I’m still trying to find a comfortable angle at which to spin, though. My knees seem to complain if I’m sitting straight on or at too much of an angle. Interestingly, I’ve switched my fibre and twist-controlling hands. Usually I hold my fibre in my left and pinch with my right while drafting straight back from the orifice past my left side, but I reverse my hands on the Saxony and draft in front of me to my right, at a right angle to the orifice. Speeding up my drafting has been a challenge; there have been a few slubs in both the Shetland and the BFL. I’m still not wholly sold on the idea of DT, though. At least I don’t think I am; I’ll try something on the Louet next week and see how odd ST feels after a week and a half of DT. It still just feels like another method, and I don’t know if I have a preference for one over the other. Overall I feel like I’m not good enough for a Schacht-Reeves, but I also know something like this would last me my entire spinning life and give me lots of room to grow.

I also accidentally taught myself how to knit Continental-style (I think; I haven’t formally checked against a video yet) and finished half a replacement handwarmer for the boy that way. (He lost one and was devastated, so I knit a replacement, and of course someone found the lost handwarmer at school, so now we have one in reserve against the next time it happens.) It happened when I wondered what feeding the yarn over my left hand would do, and then I saw that I didn’t have to actually wrap the yarn over the needle; I could just sort of flick it up with the needle tip.

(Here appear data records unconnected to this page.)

//! Form schema: field definitions, step membership, and static validation rules.
//!
//! Rules are length bounds, enum membership, and numeric ranges. There is no
//! cross-field or asynchronous validation. Failures are values, never panics.

use std::sync::LazyLock;

use regex::Regex;
use serde::{Deserialize, Serialize};

use super::files::{MAX_FILES, check_file};
use super::form::FormState;
use super::state::WizardStep;
use crate::config::DEFAULT_MAX_FILE_MB;

/// Avatar must be an http(s) URL or an inline image.
static AVATAR_URL: LazyLock<Regex> = LazyLock::new(|| {
    Regex::new(r"^(?i)(https?://[^\s/$.?#][^\s]*|data:image/[a-z0-9.+-]+;base64,[A-Za-z0-9+/=]+)$")
        .expect("avatar regex is valid")
});

/// Every editable field of the form.
#[derive(Debug, Clone, Copy, PartialEq, Eq, PartialOrd, Ord, Hash, Serialize, Deserialize)]
#[serde(rename_all = "snake_case")]
pub enum Field {
    Name,
    Description,
    Avatar,
    Purpose,
    Industry,
    UseCase,
    WhatWeDo,
    WhatWeDontDo,
    Files,
    PersonalityTone,
    DataCollection,
    KnowledgeBase,
    ResponseStyle,
    FallbackMessage,
    HumanHandoffEnabled,
    HumanHandoffThreshold,
    HumanHandoffMessage,
    IsActive,
    IsPublic,
    AllowFeedback,
}

const IDENTITY_FIELDS: &[Field] = &[Field::Name, Field::Description, Field::Avatar, Field::Purpose];
const BUSINESS_FIELDS: &[Field] = &[
    Field::Industry,
    Field::UseCase,
    Field::WhatWeDo,
    Field::WhatWeDontDo,
];
const KNOWLEDGE_FIELDS: &[Field] = &[
    Field::Files,
    Field::PersonalityTone,
    Field::DataCollection,
    Field::KnowledgeBase,
];
const BEHAVIOR_FIELDS: &[Field] = &[
    Field::ResponseStyle,
    Field::FallbackMessage,
    Field::HumanHandoffEnabled,
    Field::HumanHandoffThreshold,
    Field::HumanHandoffMessage,
];
const DEPLOYMENT_FIELDS: &[Field] = &[Field::IsActive, Field::IsPublic, Field::AllowFeedback];

impl Field {
    pub const ALL: [Field; 20] = [
        Field::Name,
        Field::Description,
        Field::Avatar,
        Field::Purpose,
        Field::Industry,
        Field::UseCase,
        Field::WhatWeDo,
        Field::WhatWeDontDo,
        Field::Files,
        Field::PersonalityTone,
        Field::DataCollection,
        Field::KnowledgeBase,
        Field::ResponseStyle,
        Field::FallbackMessage,
        Field::HumanHandoffEnabled,
        Field::HumanHandoffThreshold,
        Field::HumanHandoffMessage,
        Field::IsActive,
        Field::IsPublic,
        Field::AllowFeedback,
    ];

    /// The step this field belongs to.
    pub fn step(&self) -> WizardStep {
        use Field::*;
        match self {
            Name | Description | Avatar | Purpose => WizardStep::Identity,
            Industry | UseCase | WhatWeDo | WhatWeDontDo => WizardStep::Business,
            Files | PersonalityTone | DataCollection | KnowledgeBase => WizardStep::Knowledge,
            ResponseStyle | FallbackMessage | HumanHandoffEnabled | HumanHandoffThreshold
            | HumanHandoffMessage => WizardStep::Behavior,
            IsActive | IsPublic | AllowFeedback => WizardStep::Deployment,
        }
    }

    /// Input label.
    pub fn label(&self) -> &'static str {
        match self {
            Self::Name => "Agent name",
            Self::Description => "Description",
            Self::Avatar => "Avatar URL",
            Self::Purpose => "Primary purpose",
            Self::Industry => "Industry",
            Self::UseCase => "Use case",
            Self::WhatWeDo => "What we do",
            Self::WhatWeDontDo => "What we don't do",
            Self::Files => "Knowledge files",
            Self::PersonalityTone => "Personality tone",
            Self::DataCollection => "Data collection",
            Self::KnowledgeBase => "Knowledge base",
            Self::ResponseStyle => "Response style",
            Self::FallbackMessage => "Fallback message",
            Self::HumanHandoffEnabled => "Human handoff",
            Self::HumanHandoffThreshold => "Handoff threshold",
            Self::HumanHandoffMessage => "Handoff message",
            Self::IsActive => "Active",
            Self::IsPublic => "Public",
            Self::AllowFeedback => "Allow feedback",
        }
    }
}

impl std::fmt::Display for Field {
    fn fmt(&self, f: &mut std::fmt::Formatter<'_>) -> std::fmt::Result {
        let s = match self {
            Self::Name => "name",
            Self::Description => "description",
            Self::Avatar => "avatar",
            Self::Purpose => "purpose",
            Self::Industry => "industry",
            Self::UseCase => "use_case",
            Self::WhatWeDo => "what_we_do",
            Self::WhatWeDontDo => "what_we_dont_do",
            Self::Files => "files",
            Self::PersonalityTone => "personality_tone",
            Self::DataCollection => "data_collection",
            Self::KnowledgeBase => "knowledge_base",
            Self::ResponseStyle => "response_style",
            Self::FallbackMessage => "fallback_message",
            Self::HumanHandoffEnabled => "human_handoff_enabled",
            Self::HumanHandoffThreshold => "human_handoff_threshold",
            Self::HumanHandoffMessage => "human_handoff_message",
            Self::IsActive => "is_active",
            Self::IsPublic => "is_public",
            Self::AllowFeedback => "allow_feedback",
        };
        write!(f, "{s}")
    }
}

/// Fields owned by a step, in display order.
pub fn step_fields(step: WizardStep) -> &'static [Field] {
    match step {
        WizardStep::Identity => IDENTITY_FIELDS,
        WizardStep::Business => BUSINESS_FIELDS,
        WizardStep::Knowledge => KNOWLEDGE_FIELDS,
        WizardStep::Behavior => BEHAVIOR_FIELDS,
        WizardStep::Deployment => DEPLOYMENT_FIELDS,
    }
}

/// A failed field check.
#[derive(Debug, Clone, PartialEq, Eq, Serialize, Deserialize)]
pub struct FieldError {
    pub field: Field,
    pub message: String,
}

impl FieldError {
    pub fn new(field: Field, message: impl Into<String>) -> Self {
        Self {
            field,
            message: message.into(),
        }
    }
}

impl std::fmt::Display for FieldError {
    fn fmt(&self, f: &mut std::fmt::Formatter<'_>) -> std::fmt::Result {
        write!(f, "{}: {}", self.field, self.message)
    }
}

/// The invalid fields of one step, in field order.
#[derive(Debug, Clone, Default, PartialEq, Eq, Serialize, Deserialize)]
#[serde(transparent)]
pub struct StepValidation {
    errors: Vec<FieldError>,
}

impl StepValidation {
    pub fn is_valid(&self) -> bool {
        self.errors.is_empty()
    }

    pub fn len(&self) -> usize {
        self.errors.len()
    }

    pub fn is_empty(&self) -> bool {
        self.errors.is_empty()
    }

    /// Names of the invalid fields.
    pub fn fields(&self) -> Vec<Field> {
        self.errors.iter().map(|e| e.field).collect()
    }

    pub fn contains(&self, field: Field) -> bool {
        self.errors.iter().any(|e| e.field == field)
    }

    pub fn message_for(&self, field: Field) -> Option<&str> {
        self.errors
            .iter()
            .find(|e| e.field == field)
            .map(|e| e.message.as_str())
    }

    pub fn errors(&self) -> &[FieldError] {
        &self.errors
    }

    pub fn into_errors(self) -> Vec<FieldError> {
        self.errors
    }
}

/// Validation rules with their configurable limits.
#[derive(Debug, Clone, Copy)]
pub struct Schema {
    pub max_file_bytes: u64,
}

impl Default for Schema {
    fn default() -> Self {
        Self {
            max_file_bytes: DEFAULT_MAX_FILE_MB * 1024 * 1024,
        }
    }
}

impl Schema {
    pub fn new(max_file_bytes: u64) -> Self {
        Self { max_file_bytes }
    }

    /// Check one field against its rule.
    pub fn validate_field(&self, form: &FormState, field: Field) -> Result<(), FieldError> {
        match field {
            Field::Name => length(field, &form.name, 2, 50),
            Field::Description => length(field, &form.description, 10, 500),
            Field::Avatar => match form.avatar.as_deref().map(str::trim) {
                Some(url) if !url.is_empty() && !AVATAR_URL.is_match(url) => Err(FieldError::new(
                    field,
                    "Avatar must be a valid image URL",
                )),
                _ => Ok(()),
            },
            Field::Purpose => match form.purpose {
                Some(_) => Ok(()),
                None => Err(FieldError::new(field, "Please select a purpose")),
            },
            Field::Industry => {
                if form.industry.trim().is_empty() {
                    Err(FieldError::new(field, "Industry is required"))
                } else {
                    length(field, &form.industry, 1, 100)
                }
            }
            Field::UseCase => match form.use_case {
                Some(_) => Ok(()),
                None => Err(FieldError::new(field, "Please choose a use case")),
            },
            Field::WhatWeDo => length(field, &form.what_we_do, 10, 1000),
            Field::WhatWeDontDo => length(field, &form.what_we_dont_do, 0, 1000),
            Field::Files => {
                if form.files.len() > MAX_FILES {
                    return Err(FieldError::new(
                        field,
                        format!("At most {MAX_FILES} files can be attached"),
                    ));
                }
                for file in &form.files {
                    check_file(file, self.max_file_bytes)
                        .map_err(|reason| FieldError::new(field, format!("{}: {reason}", file.name)))?;
                }
                Ok(())
            }
            Field::PersonalityTone => range(field, form.personality_tone, 0, 100),
            Field::KnowledgeBase => length(field, &form.knowledge_base, 0, 5000),
            Field::FallbackMessage => length(field, &form.fallback_message, 5, 200),
            Field::HumanHandoffThreshold => range(field, form.human_handoff.threshold, 0, 100),
            Field::HumanHandoffMessage => length(field, &form.human_handoff.message, 0, 200),
            // Enums and flags are valid by construction.
            Field::DataCollection
            | Field::ResponseStyle
            | Field::HumanHandoffEnabled
            | Field::IsActive
            | Field::IsPublic
            | Field::AllowFeedback => Ok(()),
        }
    }

    /// Collect the invalid fields of a step.
    pub fn validate_step(&self, form: &FormState, step: WizardStep) -> StepValidation {
        let errors = step_fields(step)
            .iter()
            .filter_map(|&field| self.validate_field(form, field).err())
            .collect();
        StepValidation { errors }
    }

    /// Validate every step, returning the first step that fails.
    pub fn validate_all(&self, form: &FormState) -> Result<(), (WizardStep, StepValidation)> {
        for step in WizardStep::ALL {
            let validation = self.validate_step(form, step);
            if !validation.is_valid() {
                return Err((step, validation));
            }
        }
        Ok(())
    }
}

/// Check one field with the default limits.
pub fn validate_field(form: &FormState, field: Field) -> Result<(), FieldError> {
    Schema::default().validate_field(form, field)
}

/// Check one step with the default limits.
pub fn validate_step(form: &FormState, step: WizardStep) -> StepValidation {
    Schema::default().validate_step(form, step)
}

fn length(field: Field, value: &str, min: usize, max: usize) -> Result<(), FieldError> {
    let count = value.trim().chars().count();
    let label = field.label();
    if count < min {
        if min == 1 {
            return Err(FieldError::new(field, format!("{label} is required")));
        }
        return Err(FieldError::new(
            field,
            format!("{label} must be at least {min} characters"),
        ));
    }
    if count > max {
        return Err(FieldError::new(
            field,
            format!("{label} must be at most {max} characters"),
        ));
    }
    Ok(())
}

fn range(field: Field, value: i32, min: i32, max: i32) -> Result<(), FieldError> {
    if (min..=max).contains(&value) {
        Ok(())
    } else {
        Err(FieldError::new(
            field,
            format!("{} must be between {min} and {max}", field.label()),
        ))
    }
}
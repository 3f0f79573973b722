//! `AgentStore` trait: the system of record for agents.
//!
//! The wizard only depends on this port; the mock and libSQL backends are
//! interchangeable behind it.

use async_trait::async_trait;
use chrono::{DateTime, Utc};
use serde::{Deserialize, Serialize};
use uuid::Uuid;

use crate::error::StoreError;

/// A persisted agent.
#[derive(Debug, Clone, PartialEq, Serialize, Deserialize)]
pub struct Agent {
    pub id: Uuid,
    pub user_id: String,
    pub name: String,
    pub description: String,
    pub model: String,
    pub system_prompt: String,
    pub temperature: f64,
    pub max_tokens: u32,
    pub is_active: bool,
    pub created_at: DateTime<Utc>,
    pub updated_at: DateTime<Utc>,
}

impl Agent {
    /// Materialize a create request as a new, active agent.
    pub fn from_request(request: &CreateAgentRequest) -> Self {
        let now = Utc::now();
        Self {
            id: Uuid::new_v4(),
            user_id: request.user_id.clone(),
            name: request.name.clone(),
            description: request.description.clone(),
            model: request.model.clone(),
            system_prompt: request.system_prompt.clone(),
            temperature: request.temperature,
            max_tokens: request.max_tokens,
            is_active: true,
            created_at: now,
            updated_at: now,
        }
    }
}

/// Payload for creating an agent.
#[derive(Debug, Clone, PartialEq, Serialize, Deserialize)]
pub struct CreateAgentRequest {
    pub name: String,
    pub description: String,
    pub model: String,
    pub system_prompt: String,
    pub temperature: f64,
    pub max_tokens: u32,
    pub user_id: String,
}

impl CreateAgentRequest {
    /// Constraints every backend enforces before writing.
    pub fn check(&self) -> Result<(), StoreError> {
        if self.name.trim().is_empty() {
            return Err(StoreError::Constraint("agent name must not be empty".into()));
        }
        if self.user_id.trim().is_empty() {
            return Err(StoreError::Constraint("user_id must not be empty".into()));
        }
        check_temperature(self.temperature)?;
        check_max_tokens(self.max_tokens)
    }
}

/// Partial update; `None` fields are left unchanged.
#[derive(Debug, Clone, Default, PartialEq, Serialize, Deserialize)]
pub struct UpdateAgentRequest {
    #[serde(default, skip_serializing_if = "Option::is_none")]
    pub name: Option<String>,
    #[serde(default, skip_serializing_if = "Option::is_none")]
    pub description: Option<String>,
    #[serde(default, skip_serializing_if = "Option::is_none")]
    pub model: Option<String>,
    #[serde(default, skip_serializing_if = "Option::is_none")]
    pub system_prompt: Option<String>,
    #[serde(default, skip_serializing_if = "Option::is_none")]
    pub temperature: Option<f64>,
    #[serde(default, skip_serializing_if = "Option::is_none")]
    pub max_tokens: Option<u32>,
    #[serde(default, skip_serializing_if = "Option::is_none")]
    pub is_active: Option<bool>,
}

impl UpdateAgentRequest {
    pub fn is_empty(&self) -> bool {
        *self == Self::default()
    }

    pub fn check(&self) -> Result<(), StoreError> {
        if let Some(name) = &self.name {
            if name.trim().is_empty() {
                return Err(StoreError::Constraint("agent name must not be empty".into()));
            }
        }
        if let Some(t) = self.temperature {
            check_temperature(t)?;
        }
        if let Some(m) = self.max_tokens {
            check_max_tokens(m)?;
        }
        Ok(())
    }

    /// Apply the set fields to `agent` and bump `updated_at`.
    pub fn apply_to(&self, agent: &mut Agent) {
        if let Some(v) = &self.name {
            agent.name = v.clone();
        }
        if let Some(v) = &self.description {
            agent.description = v.clone();
        }
        if let Some(v) = &self.model {
            agent.model = v.clone();
        }
        if let Some(v) = &self.system_prompt {
            agent.system_prompt = v.clone();
        }
        if let Some(v) = self.temperature {
            agent.temperature = v;
        }
        if let Some(v) = self.max_tokens {
            agent.max_tokens = v;
        }
        if let Some(v) = self.is_active {
            agent.is_active = v;
        }
        agent.updated_at = Utc::now();
    }
}

fn check_temperature(t: f64) -> Result<(), StoreError> {
    if !(0.0..=2.0).contains(&t) {
        return Err(StoreError::Constraint(format!(
            "temperature {t} is outside 0.0..=2.0"
        )));
    }
    Ok(())
}

fn check_max_tokens(max_tokens: u32) -> Result<(), StoreError> {
    if max_tokens == 0 {
        return Err(StoreError::Constraint("max_tokens must be positive".into()));
    }
    Ok(())
}

/// Backend-agnostic agent storage.
#[async_trait]
pub trait AgentStore: Send + Sync {
    /// Create an agent and return the stored record.
    async fn create_agent(&self, request: &CreateAgentRequest) -> Result<Agent, StoreError>;

    /// Get an agent by ID.
    async fn get_agent(&self, id: Uuid) -> Result<Option<Agent>, StoreError>;

    /// Update an agent. Fails with `NotFound` if it doesn't exist.
    async fn update_agent(
        &self,
        id: Uuid,
        request: &UpdateAgentRequest,
    ) -> Result<Agent, StoreError>;

    /// Delete an agent. Returns whether a record was removed.
    async fn delete_agent(&self, id: Uuid) -> Result<bool, StoreError>;

    /// List a user's agents, newest first.
    async fn list_agents(&self, user_id: &str) -> Result<Vec<Agent>, StoreError>;
}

The first few stitches were awful but by the next row it looked just like the other way. I fact, my tension was better and my first finger wasn’t locking up.

Meallanmouse lent us the first season of Avatar: The Last Airbender, and the flickering issue we had with the last set we tried to watch is still there but not so pronounced as to make it impossible to watch like last time. I don’t know if it’s the different discs, the new TV, or the Blu-Ray player, but whatever the reason we can actually watch it this time without both of us getting headaches, so we’ve stuck it out and are enjoying it immensely. HRH and I watched the first two episodes together and then decided that yes, the boy would adore it, so we introduced him to it the next day and rewatched those episodes with him. Now we get to watch an episode every day together after HRH gets home before supper.

Last weekend the boy went down town to McGill to participate in a research study, and was very excited about it. They video the interviews, and apparently when they asked him if he knew why he was there he chirped, “Of course: I’m here for an experiment!” with a little double hand-flip thing as if he was displaying something, and cuted the researchers right out. The next day we went to Ada’s naming, which was lovely even if I did leave out an entire paragraph of introduction at the beginning. If you have to drop something, dropping the least-essential bit is the way to go. It was a beautiful day with good weather, fabulous food, and excellent company.

Okay, you’re caught up with my endlessly scintillating life. The rest of today is work where I can between laundry and the long list of errands before Thanksgiving weekend.